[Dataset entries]
○ ○ ○ ○

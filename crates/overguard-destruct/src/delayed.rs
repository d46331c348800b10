//! Destruction deferred by a delay.

use overguard_watchdog::{Destructible, Process, WatchdogError, WatchdogResult};

use crate::error::{DestructError, DestructResult};

/// Destroys its target once a delay has elapsed.
///
/// Each tick subtracts the elapsed time from the remaining delay and fires as
/// soon as it reaches zero, so even a zero delay waits for the next tick
/// instead of destroying in the middle of the current one. Register it in a
/// [`ProcessList`](overguard_watchdog::ProcessList); it retires itself after
/// firing.
#[derive(Debug)]
pub struct DelayedDestruction<D> {
    target: D,
    remaining: f64,
    fired: bool,
}

impl<D: Destructible> DelayedDestruction<D> {
    /// Schedule destruction of `target` after `delay` time units.
    ///
    /// # Errors
    ///
    /// Returns an error if `delay` is negative or not finite.
    pub fn new(target: D, delay: f64) -> DestructResult<Self> {
        if !delay.is_finite() || delay < 0.0 {
            return Err(DestructError::InvalidDelay(delay));
        }
        Ok(Self {
            target,
            remaining: delay,
            fired: false,
        })
    }

    /// Time left before destruction.
    #[must_use]
    pub fn remaining(&self) -> f64 {
        self.remaining.max(0.0)
    }

    /// Whether the target has been destroyed.
    #[must_use]
    pub fn is_fired(&self) -> bool {
        self.fired
    }

    /// The scheduled target.
    #[must_use]
    pub fn target(&self) -> &D {
        &self.target
    }

    /// Give the target back, cancelling destruction if it has not fired.
    pub fn into_inner(self) -> D {
        self.target
    }
}

impl<D: Destructible> Process for DelayedDestruction<D> {
    fn process(&mut self, elapsed: f64) -> WatchdogResult<()> {
        if !elapsed.is_finite() || elapsed < 0.0 {
            return Err(WatchdogError::invalid_elapsed(elapsed));
        }
        if self.fired {
            return Ok(());
        }

        self.remaining -= elapsed;
        if self.remaining <= 0.0 {
            tracing::warn!(entity = %self.target.describe(), "Delayed destruction firing");
            self.target.destroy();
            self.fired = true;
        }
        Ok(())
    }

    fn is_finished(&self) -> bool {
        self.fired
    }
}

#[cfg(test)]
mod tests {
    use super::*;

    #[derive(Debug, Default)]
    struct Boiler {
        destroyed: u32,
    }

    impl Destructible for Boiler {
        fn describe(&self) -> String {
            "boiler".to_string()
        }

        fn destroy(&mut self) {
            self.destroyed += 1;
        }
    }

    #[test]
    fn test_zero_delay_fires_on_next_tick() -> WatchdogResult<()> {
        let mut delayed = DelayedDestruction::new(Boiler::default(), 0.0)
            .map_err(|e| WatchdogError::invalid_configuration(e.to_string()))?;
        assert!(!delayed.is_fired());
        assert_eq!(delayed.target().destroyed, 0);

        delayed.process(0.05)?;
        assert!(delayed.is_fired());
        assert!(delayed.is_finished());
        assert_eq!(delayed.target().destroyed, 1);
        Ok(())
    }

    #[test]
    fn test_fires_once_after_delay() -> WatchdogResult<()> {
        let mut delayed = DelayedDestruction::new(Boiler::default(), 1.0)
            .map_err(|e| WatchdogError::invalid_configuration(e.to_string()))?;

        delayed.process(0.25)?;
        delayed.process(0.25)?;
        delayed.process(0.25)?;
        assert!(!delayed.is_fired());
        assert!((delayed.remaining() - 0.25).abs() < 1e-12);

        delayed.process(0.25)?;
        assert!(delayed.is_fired());
        delayed.process(0.25)?;
        assert_eq!(delayed.into_inner().destroyed, 1);
        Ok(())
    }

    #[test]
    fn test_invalid_delay_rejected() {
        assert!(matches!(
            DelayedDestruction::new(Boiler::default(), -1.0),
            Err(DestructError::InvalidDelay(_))
        ));
        assert!(DelayedDestruction::new(Boiler::default(), f64::INFINITY).is_err());
    }

    #[test]
    fn test_negative_elapsed_rejected() -> WatchdogResult<()> {
        let mut delayed = DelayedDestruction::new(Boiler::default(), 1.0)
            .map_err(|e| WatchdogError::invalid_configuration(e.to_string()))?;
        assert!(delayed.process(-0.1).is_err());
        Ok(())
    }
}
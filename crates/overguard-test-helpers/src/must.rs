//! Unwrap helpers with good error messages.
//!
//! These replace `unwrap()` and `expect()` in test code; `#[track_caller]`
//! keeps the panic location at the call site.

use std::fmt::Debug;

/// Unwrap a `Result`, panicking with the error value on `Err`.
///
/// # Example
///
/// ```rust
/// use overguard_test_helpers::must;
///
/// let result: Result<f64, &str> = Ok(2.0);
/// assert!((must(result) - 2.0).abs() < f64::EPSILON);
/// ```
///
/// # Panics
///
/// Panics if the result is `Err`.
#[track_caller]
pub fn must<T, E: Debug>(result: Result<T, E>) -> T {
    match result {
        Ok(v) => v,
        Err(e) => panic!("must: unexpected Err: {e:?}"),
    }
}

/// Unwrap an `Option`, panicking with `msg` on `None`.
///
/// # Panics
///
/// Panics if the option is `None`.
#[track_caller]
pub fn must_some<T>(option: Option<T>, msg: &str) -> T {
    match option {
        Some(v) => v,
        None => panic!("must_some: {msg}"),
    }
}

/// Unwrap a `Result` with a context message.
///
/// # Panics
///
/// Panics if the result is `Err`, with the context and error value.
#[track_caller]
pub fn must_with<T, E: Debug>(result: Result<T, E>, context: &str) -> T {
    match result {
        Ok(v) => v,
        Err(e) => panic!("must_with: {context}: {e:?}"),
    }
}

#[cfg(test)]
mod tests {
    use super::*;

    #[test]
    fn test_must_ok() {
        let result: Result<i32, &str> = Ok(42);
        assert_eq!(must(result), 42);
    }

    #[test]
    #[should_panic(expected = "must: unexpected Err")]
    fn test_must_err() {
        let result: Result<i32, &str> = Err("boom");
        let _ = must(result);
    }

    #[test]
    #[should_panic(expected = "must_some: entity bound")]
    fn test_must_some_none() {
        let option: Option<i32> = None;
        let _ = must_some(option, "entity bound");
    }

    #[test]
    #[should_panic(expected = "must_with: advancing")]
    fn test_must_with_err() {
        let result: Result<i32, &str> = Err("unbound");
        let _ = must_with(result, "advancing");
    }
}
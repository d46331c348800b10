//! Tolerance configuration for a single watchdog.

use serde::{Deserialize, Serialize};

use crate::error::{WatchdogError, WatchdogResult};

/// Bound magnitude used by [`WatchdogConfig::disabled`].
///
/// Any realistic monitored value sits far inside `[-1e8, 1e8]`, so a disabled
/// watchdog runs the same tick path without ever overflowing.
pub const DISABLED_BOUND: f64 = 1e8;

/// Timeout budget used by [`WatchdogConfig::disabled`].
pub const DISABLED_TIMEOUT_RESET: f64 = 1e7;

/// Default timeout budget, in seconds of unit overflow.
pub const DEFAULT_TIMEOUT_RESET: f64 = 2.0;

/// Tolerance bounds and escalation parameters for a watchdog.
#[derive(Debug, Clone, Copy, PartialEq, Serialize, Deserialize)]
#[serde(default)]
pub struct WatchdogConfig {
    /// Lower bound of the tolerated range.
    pub min: f64,
    /// Upper bound of the tolerated range.
    pub max: f64,
    /// Overflow margin forgiven before anything counts toward the integrator.
    pub overflow_tolerance: f64,
    /// Multiplier applied to the tolerated overflow when draining the budget.
    pub strength_per_overflow: f64,
    /// Ceiling and reset value of the timeout integrator.
    pub timeout_reset: f64,
    /// When false, an expired budget is logged instead of destroying the entity.
    pub destruction_enabled: bool,
}

impl Default for WatchdogConfig {
    fn default() -> Self {
        Self {
            min: 0.0,
            max: 0.0,
            overflow_tolerance: 0.0,
            strength_per_overflow: 1.0,
            timeout_reset: DEFAULT_TIMEOUT_RESET,
            destruction_enabled: true,
        }
    }
}

impl WatchdogConfig {
    /// Configuration with the given tolerated range and default escalation.
    ///
    /// # Errors
    ///
    /// Returns an error if `min > max` or either bound is not finite.
    pub fn with_bounds(min: f64, max: f64) -> WatchdogResult<Self> {
        let config = Self {
            min,
            max,
            ..Self::default()
        };
        config.validate()?;
        Ok(config)
    }

    /// Sentinel "supervision off" configuration.
    #[must_use]
    pub fn disabled() -> Self {
        Self {
            min: -DISABLED_BOUND,
            max: DISABLED_BOUND,
            timeout_reset: DISABLED_TIMEOUT_RESET,
            ..Self::default()
        }
    }

    /// Whether this configuration is the disabled sentinel.
    #[must_use]
    pub fn is_disabled(&self) -> bool {
        self.min <= -DISABLED_BOUND
            && self.max >= DISABLED_BOUND
            && self.timeout_reset >= DISABLED_TIMEOUT_RESET
    }

    /// Validate the configuration.
    ///
    /// # Errors
    ///
    /// Returns an error if any configuration values are invalid.
    pub fn validate(&self) -> WatchdogResult<()> {
        if !self.min.is_finite() || !self.max.is_finite() || self.min > self.max {
            return Err(WatchdogError::invalid_bounds(self.min, self.max));
        }
        if !self.overflow_tolerance.is_finite() || self.overflow_tolerance < 0.0 {
            return Err(WatchdogError::invalid_configuration(
                "overflow_tolerance must be finite and non-negative",
            ));
        }
        if !self.strength_per_overflow.is_finite() || self.strength_per_overflow < 0.0 {
            return Err(WatchdogError::invalid_configuration(
                "strength_per_overflow must be finite and non-negative",
            ));
        }
        if !self.timeout_reset.is_finite() || self.timeout_reset <= 0.0 {
            return Err(WatchdogError::invalid_configuration(
                "timeout_reset must be finite and greater than 0",
            ));
        }
        Ok(())
    }

    /// Create a configuration builder.
    #[must_use]
    pub fn builder() -> WatchdogConfigBuilder {
        WatchdogConfigBuilder::default()
    }
}

/// Builder for `WatchdogConfig`.
#[derive(Debug, Default)]
pub struct WatchdogConfigBuilder {
    config: WatchdogConfig,
}

impl WatchdogConfigBuilder {
    /// Set the tolerated range.
    #[must_use]
    pub fn bounds(mut self, min: f64, max: f64) -> Self {
        self.config.min = min;
        self.config.max = max;
        self
    }

    /// Set the forgiven overflow margin.
    #[must_use]
    pub fn overflow_tolerance(mut self, tolerance: f64) -> Self {
        self.config.overflow_tolerance = tolerance;
        self
    }

    /// Set the overflow severity multiplier.
    #[must_use]
    pub fn strength_per_overflow(mut self, strength: f64) -> Self {
        self.config.strength_per_overflow = strength;
        self
    }

    /// Set the timeout budget.
    #[must_use]
    pub fn timeout_reset(mut self, budget: f64) -> Self {
        self.config.timeout_reset = budget;
        self
    }

    /// Enable or disable destruction when the budget runs out.
    #[must_use]
    pub fn destruction_enabled(mut self, enabled: bool) -> Self {
        self.config.destruction_enabled = enabled;
        self
    }

    /// Build the configuration.
    ///
    /// # Errors
    ///
    /// Returns an error if the configuration is invalid.
    pub fn build(self) -> WatchdogResult<WatchdogConfig> {
        self.config.validate()?;
        Ok(self.config)
    }
}
//! Tick-driven processes and the list that drives them.
//!
//! A simulation owns one [`ProcessList`] and calls [`ProcessList::tick`] once
//! per step. Finished processes (a watchdog that fired destruction, a delayed
//! destruction that went off) are retired so they are never ticked again.

use crate::destructible::Destructible;
use crate::error::WatchdogResult;
use crate::source::ValueSource;
use crate::watchdog::Watchdog;

/// Something advanced once per simulation tick.
pub trait Process {
    /// Advance by `elapsed` time units.
    ///
    /// # Errors
    ///
    /// Returns an error if the process is misconfigured.
    fn process(&mut self, elapsed: f64) -> WatchdogResult<()>;

    /// Whether the process reached a terminal state and can be dropped.
    fn is_finished(&self) -> bool {
        false
    }
}

impl<S, D> Process for Watchdog<S, D>
where
    S: ValueSource,
    D: Destructible,
{
    fn process(&mut self, elapsed: f64) -> WatchdogResult<()> {
        self.advance(elapsed).map(|_| ())
    }

    fn is_finished(&self) -> bool {
        self.status().is_terminal()
    }
}

/// Ordered collection of processes ticked together.
#[derive(Default)]
pub struct ProcessList {
    processes: Vec<Box<dyn Process>>,
}

impl ProcessList {
    /// Create an empty list.
    #[must_use]
    pub fn new() -> Self {
        Self::default()
    }

    /// Append a process; it is ticked after every process added before it.
    pub fn add<P>(&mut self, process: P)
    where
        P: Process + 'static,
    {
        self.processes.push(Box::new(process));
    }

    /// Number of live processes.
    #[must_use]
    pub fn len(&self) -> usize {
        self.processes.len()
    }

    /// Whether no process is live.
    #[must_use]
    pub fn is_empty(&self) -> bool {
        self.processes.is_empty()
    }

    /// Tick every live process, then retire the finished ones.
    ///
    /// Returns the number of retired processes.
    ///
    /// # Errors
    ///
    /// Returns the first process error; processes after the failing one are
    /// not ticked and nothing is retired.
    pub fn tick(&mut self, elapsed: f64) -> WatchdogResult<usize> {
        for process in &mut self.processes {
            process.process(elapsed)?;
        }

        let before = self.processes.len();
        self.processes.retain(|process| !process.is_finished());
        let retired = before.saturating_sub(self.processes.len());
        if retired > 0 {
            tracing::debug!(retired, live = self.processes.len(), "Retired finished processes");
        }
        Ok(retired)
    }

    /// Drop every process.
    pub fn clear(&mut self) {
        self.processes.clear();
    }
}

impl std::fmt::Debug for ProcessList {
    fn fmt(&self, f: &mut std::fmt::Formatter<'_>) -> std::fmt::Result {
        f.debug_struct("ProcessList")
            .field("live", &self.processes.len())
            .finish()
    }
}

○ ○ ○ ○

[Work to complete]
Show all lines from the records above where the word "that" occurs.

[The answer]
//! Tick-driven processes and the list that drives them.
//! per step. Finished processes (a watchdog that fired destruction, a delayed
//! destruction that went off) are retired so they are never ticked again.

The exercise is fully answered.